The Cost of Success

VeryHighAccuracy[tm] as a Problem.

Vincent Warmerdam koaning.io
01-06-2020

Fraud is a common use-case for machine learning algorithms. It is also a very hard problem to tackle. Not only is it a cat and mouse game; it is also a low-signal vs. noise environment.

Despite this it is not uncommon to hear about success stories, especially at tech conferences. What follows is an imaginary story based on talks I’ve had with folks at said tech conferences. It will illustrate something crazy that is bound to happen somewhere, someday.

Succes

Let’s imagine you work at a financial firm.

Your team just spent a month running gridserarch. Squeezing every last drop of accuracy out of your cross-validations. But it was all well spent; your model went to production.

And not just any model. One that is very accurate at detecting cases of fraud at the financial institution that you work for. This is not only confirmed by your cross validated experiments on the offline dataset but also in the field. It has proven itself to such an extend that the fraud teams are spending most of their time prosecuting. Gone are the days of searching/investigating for fraudsters.

Raises are given to your team. Promotions are handed out too. White-papers get written. And to put the cherry on top; you get the opportunity to brag about it at tech conferences.

Cost

One might wonder though. Presumably there’s plenty of people at this financial firm who have been fighting fraud for many years (even decades). Is it really that plausible that merely tuning an algorithm on a dataset is enough to solve issue of fraud at this financial? It might sound a bit too good to be true. So let us instead consider a more plausible explanation of what just happened.
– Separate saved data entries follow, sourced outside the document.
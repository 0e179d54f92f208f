//! Command bytes and fixed parameters of the bridge and the target.

/// Bridge board clock.
pub const CLOCK_HZ: u32 = 12_000_000;
/// Host UART baud rate the bridge bitstream is built for.
pub const HOST_BAUDRATE: u32 = 1_200_000;

/// Depth of both bridge FIFOs.
pub const FIFO_DEPTH: usize = 512;
/// Cycles the target reset line is held low (10ms).
pub const RESET_HOLD_CYCLES: u32 = CLOCK_HZ / 100;

/// Power-on target clock divider, ~1.2MHz.
pub const DEFAULT_TCLK_DIVIDER: u8 = 4;
/// Power-on serial bit clock divider.
pub const DEFAULT_SCLK_DIVIDER: u16 = 1023;

/// API version reported by `v`.
pub const BRIDGE_VERSION: u8 = b'0';

/// Host -> bridge commands.
pub mod commands {
    pub const VERSION: u8 = b'v';
    pub const FLUSH: u8 = b'f';
    pub const RESET_TARGET: u8 = b'r';
    pub const FIFO_WRITE: u8 = b'w';
    pub const TRANSACTION: u8 = b'W';
    pub const FIFO_READ: u8 = b'R';
    pub const TIMER_COUNT: u8 = b't';
    pub const TIMER_STATUS: u8 = b'T';
    pub const SET_TCLK: u8 = b's';
    pub const SET_SCLK: u8 = b'S';
}

/// Bridge -> host reply bytes.
pub mod replies {
    pub const ACK: u8 = b'.';
    pub const FIFO_FULL: u8 = b'!';
    pub const UNKNOWN: u8 = b'?';
    pub const TIMER_RUNNING: u8 = b'r';
    pub const TIMER_STOPPED: u8 = b's';
    /// Streamed by `R` when the inbound FIFO has run dry.
    pub const FILLER: u8 = 0xff;
}

/// Standard Serial I/O target commands.
pub mod sio {
    pub const VERSION: u8 = 0xfb;
    pub const VERSION_LEN: usize = 8;
    /// ID check: command, address `0x0fffdf`, length 7.
    pub const UNLOCK: [u8; 5] = [0xf5, 0xdf, 0xff, 0x0f, 0x07];
    pub const READ_STATUS: u8 = 0x70;
    pub const STATUS_LEN: usize = 2;
    pub const READ_PAGE: u8 = 0xff;
    pub const PAGE_SIZE: usize = 256;
    pub const CODE_LEN: usize = 7;
}
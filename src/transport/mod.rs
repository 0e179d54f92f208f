//! Byte channel between the host and the bridge.
use anyhow::Result;

use crate::Error;

pub use self::emulator::EmulatorTransport;
pub use self::serial::SerialTransport;

mod emulator;
mod serial;

/// Abstraction of the host <-> bridge link.
/// Might be a serial port, or the in-process emulator.
pub trait Transport {
    fn send_raw(&mut self, raw: &[u8]) -> Result<()>;
    /// Fill `buf` as far as possible, stopping early when the link times out.
    /// Returns the number of bytes read.
    fn recv_raw(&mut self, buf: &mut [u8]) -> Result<usize>;

    fn write(&mut self, data: &[u8]) -> Result<()> {
        log::trace!("host -> bridge {}", hex::encode(data));
        self.send_raw(data)
    }

    /// Reads exactly `len` bytes. Nothing at all is a [`Error::Timeout`], a
    /// partial reply is a [`Error::ShortRead`].
    fn read(&mut self, len: usize) -> Result<Vec<u8>> {
        let mut buf = vec![0u8; len];
        let n = self.recv_raw(&mut buf)?;
        log::trace!("host <- bridge {}", hex::encode(&buf[..n]));
        if n == 0 && len > 0 {
            return Err(Error::Timeout.into());
        }
        anyhow::ensure!(
            n == len,
            Error::ShortRead {
                expected: len,
                got: n
            }
        );
        Ok(buf)
    }

    fn read_byte(&mut self) -> Result<u8> {
        Ok(self.read(1)?[0])
    }
}
//! Busy-duration timer, the side channel measured by the host.

/// Counts ticks while the (registered) busy line is asserted.
///
/// Armed on a rising edge while stopped, which also clears the count. Stops
/// on the falling edge and keeps its value until the next rising edge.
#[derive(Debug, Clone, Default)]
pub struct BusyTimer {
    count: u32,
    running: bool,
    last_busy: bool,
}

impl BusyTimer {
    pub fn count(&self) -> u32 {
        self.count
    }

    pub fn running(&self) -> bool {
        self.running
    }

    /// `busy` must be the registered copy of the target line.
    pub fn tick(&mut self, busy: bool) {
        if !self.running {
            if !self.last_busy && busy {
                self.running = true;
                self.count = 0;
            }
        } else if !busy {
            self.running = false;
        } else {
            self.count = self.count.wrapping_add(1);
        }
        self.last_busy = busy;
    }
}

#[cfg(test)]
mod tests {
    use super::*;

    fn run(timer: &mut BusyTimer, busy: bool, ticks: usize) -> Vec<u32> {
        (0..ticks)
            .map(|_| {
                timer.tick(busy);
                timer.count()
            })
            .collect()
    }

    #[test]
    fn counts_while_busy_and_freezes_after() {
        let mut timer = BusyTimer::default();
        run(&mut timer, false, 3);
        assert!(!timer.running());

        let counts = run(&mut timer, true, 10);
        assert!(timer.running());
        assert!(counts.windows(2).all(|w| w[1] == w[0] + 1));
        let frozen = timer.count();
        assert_eq!(frozen, 9);

        timer.tick(false);
        assert!(!timer.running());
        assert_eq!(run(&mut timer, false, 5), vec![frozen; 5]);
    }

    #[test]
    fn next_assertion_restarts_from_zero() {
        let mut timer = BusyTimer::default();
        run(&mut timer, true, 20);
        timer.tick(false);
        assert_eq!(timer.count(), 19);

        timer.tick(true);
        assert!(timer.running());
        assert_eq!(timer.count(), 0);
        timer.tick(true);
        assert_eq!(timer.count(), 1);
    }

    #[test]
    fn line_already_high_does_not_arm() {
        let mut timer = BusyTimer {
            last_busy: true,
            ..Default::default()
        };
        run(&mut timer, true, 4);
        assert!(!timer.running());
        assert_eq!(timer.count(), 0);
    }
}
The typical reason why fraud use-cases are hard, even for machine learning algorithms, is not just because of the class imbalance. It is because you cannot trust the labels in the first place. The labels for ‘fraud’ are probably trustworthy, but the label indicating ‘no-fraud’ might very well be undetected fraud. It has probably never been checked by a human simply because there are so many cases to consider. It is also plausible that the fraud cases that did receive a label are the ones that were easy to detect. Your training data is bound to have more easy examples than hard ones.

So what happens when you present a fraud team with an ML algorithm that is very accurate? They will receive an algorithm that has a blind spot for very hard cases of fraud in favour of the easy ones.

Unfortunately this bias will propogate indefinately because when this algorithm is applied it will send teams to easy cases making sure that any new training data will also focus on it. The fact that your algorithm is highly accurate will only reinforce it’s application which in turn will keep giving the appearance like you are fixing fraud.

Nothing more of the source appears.